● **Extracted data entries**
---
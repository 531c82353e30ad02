//! Structural helpers over flat edge lists.

use crate::{Edge, VertexIndex};
use std::collections::VecDeque;

#[derive(Debug, Clone, PartialEq, Eq, thiserror::Error)]
pub enum Violation {
    #[error("root `{root}` has an incoming edge")]
    RootHasParent { root: String },
    #[error("vertex `{vertex}` has more than one incoming edge")]
    MultipleParents { vertex: String },
    #[error("vertex `{vertex}` is not reachable from the root")]
    Unreached { vertex: String },
    #[error("vertex `{vertex}` is not covered by the tree")]
    Uncovered { vertex: String },
}

fn successors(index: &VertexIndex<'_>, edges: &[impl Edge]) -> Vec<Vec<usize>> {
    let mut out: Vec<Vec<usize>> = vec![Vec::new(); index.len()];
    for e in edges {
        let (Some(v), Some(w)) = (index.get(e.source()), index.get(e.destination())) else {
            continue;
        };
        out[v].push(w);
    }
    out
}

/// Vertices reachable from `root` along directed edges, in depth-first preorder.
///
/// Returns an empty list when `root` is not an endpoint of any edge.
pub fn preorder<E: Edge>(edges: &[E], root: &str) -> Vec<String> {
    let index = VertexIndex::from_edges(edges);
    let Some(start) = index.get(root) else {
        return Vec::new();
    };
    let succ = successors(&index, edges);

    let mut visited = vec![false; index.len()];
    let mut out: Vec<String> = Vec::new();
    let mut stack: Vec<usize> = vec![start];
    while let Some(v) = stack.pop() {
        if visited[v] {
            continue;
        }
        visited[v] = true;
        if let Some(label) = index.label(v) {
            out.push(label.to_string());
        }
        // Reverse so that the first listed successor is visited first.
        for &w in succ[v].iter().rev() {
            if !visited[w] {
                stack.push(w);
            }
        }
    }
    out
}

/// Connected components, ignoring edge orientation.
///
/// Components are listed in first-appearance order of their first vertex.
pub fn components<E: Edge>(edges: &[E]) -> Vec<Vec<String>> {
    let index = VertexIndex::from_edges(edges);
    let mut adj: Vec<Vec<usize>> = vec![Vec::new(); index.len()];
    for e in edges {
        let (Some(v), Some(w)) = (index.get(e.source()), index.get(e.destination())) else {
            continue;
        };
        adj[v].push(w);
        adj[w].push(v);
    }

    let mut seen = vec![false; index.len()];
    let mut out: Vec<Vec<String>> = Vec::new();
    for start in 0..index.len() {
        if seen[start] {
            continue;
        }
        seen[start] = true;
        let mut comp: Vec<String> = Vec::new();
        let mut q: VecDeque<usize> = VecDeque::new();
        q.push_back(start);
        while let Some(v) = q.pop_front() {
            if let Some(label) = index.label(v) {
                comp.push(label.to_string());
            }
            for &n in &adj[v] {
                if !seen[n] {
                    seen[n] = true;
                    q.push_back(n);
                }
            }
        }
        out.push(comp);
    }
    out
}

/// Checks that `tree` is an arborescence rooted at `root` spanning every label in `vertices`.
///
/// Every non-root vertex must have exactly one incoming tree edge and be reachable from the
/// root; the root must have none.
pub fn verify_arborescence<'a, E: Edge>(
    root: &'a str,
    vertices: impl IntoIterator<Item = &'a str>,
    tree: &'a [E],
) -> Result<(), Violation> {
    let mut index = VertexIndex::new();
    index.intern(root);
    for v in vertices {
        index.intern(v);
    }
    let expected = index.len();
    for e in tree {
        index.intern(e.source());
        index.intern(e.destination());
    }

    let mut has_parent = vec![false; index.len()];
    for e in tree {
        let w = index.get(e.destination()).unwrap_or_default();
        if e.destination() == root {
            return Err(Violation::RootHasParent {
                root: root.to_string(),
            });
        }
        if has_parent[w] {
            return Err(Violation::MultipleParents {
                vertex: e.destination().to_string(),
            });
        }
        has_parent[w] = true;
    }

    let reached = preorder(tree, root);
    let mut reached_ix = vec![false; index.len()];
    reached_ix[0] = true;
    for label in &reached {
        if let Some(ix) = index.get(label) {
            reached_ix[ix] = true;
        }
    }

    for (ix, label) in index.labels().iter().enumerate() {
        if reached_ix[ix] {
            continue;
        }
        if ix < expected && !has_parent[ix] {
            return Err(Violation::Uncovered {
                vertex: label.to_string(),
            });
        }
        return Err(Violation::Unreached {
            vertex: label.to_string(),
        });
    }
    Ok(())
}
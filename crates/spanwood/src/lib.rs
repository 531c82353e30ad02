#![forbid(unsafe_code)]

//! Spanning structures over labelled, weighted edge lists.
//!
//! - [`edmonds`]: minimum-weight spanning arborescence rooted at a chosen vertex, using the
//!   contraction-tree formulation of Chu-Liu/Edmonds with mergeable candidate heaps.
//! - [`kruskal`]: minimum spanning forest of the underlying undirected graph.
//!
//! Both consume any type implementing [`Edge`].

pub use spanwood_graphlib as graphlib;

pub const VERSION: &str = env!("CARGO_PKG_VERSION");

pub mod edmonds;
pub mod error;
pub mod kruskal;

pub use edmonds::{Arborescence, TreeEdge, edmonds};
pub use error::{Error, Result};
pub use graphlib::{Edge, WeightedEdge, total_weight};
pub use kruskal::kruskal;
---
● **Task statement**
Set down exactly, and only, the lines of the data above from the line containing "underlying undirected graph." through the last one.

● **Answer to this task**
//! - [`kruskal`]: minimum spanning forest of the underlying undirected graph.
//!
//! Both consume any type implementing [`Edge`].

pub use spanwood_graphlib as graphlib;

pub const VERSION: &str = env!("CARGO_PKG_VERSION");

pub mod edmonds;
pub mod error;
pub mod kruskal;

pub use edmonds::{Arborescence, TreeEdge, edmonds};
pub use error::{Error, Result};
pub use graphlib::{Edge, WeightedEdge, total_weight};
pub use kruskal::kruskal;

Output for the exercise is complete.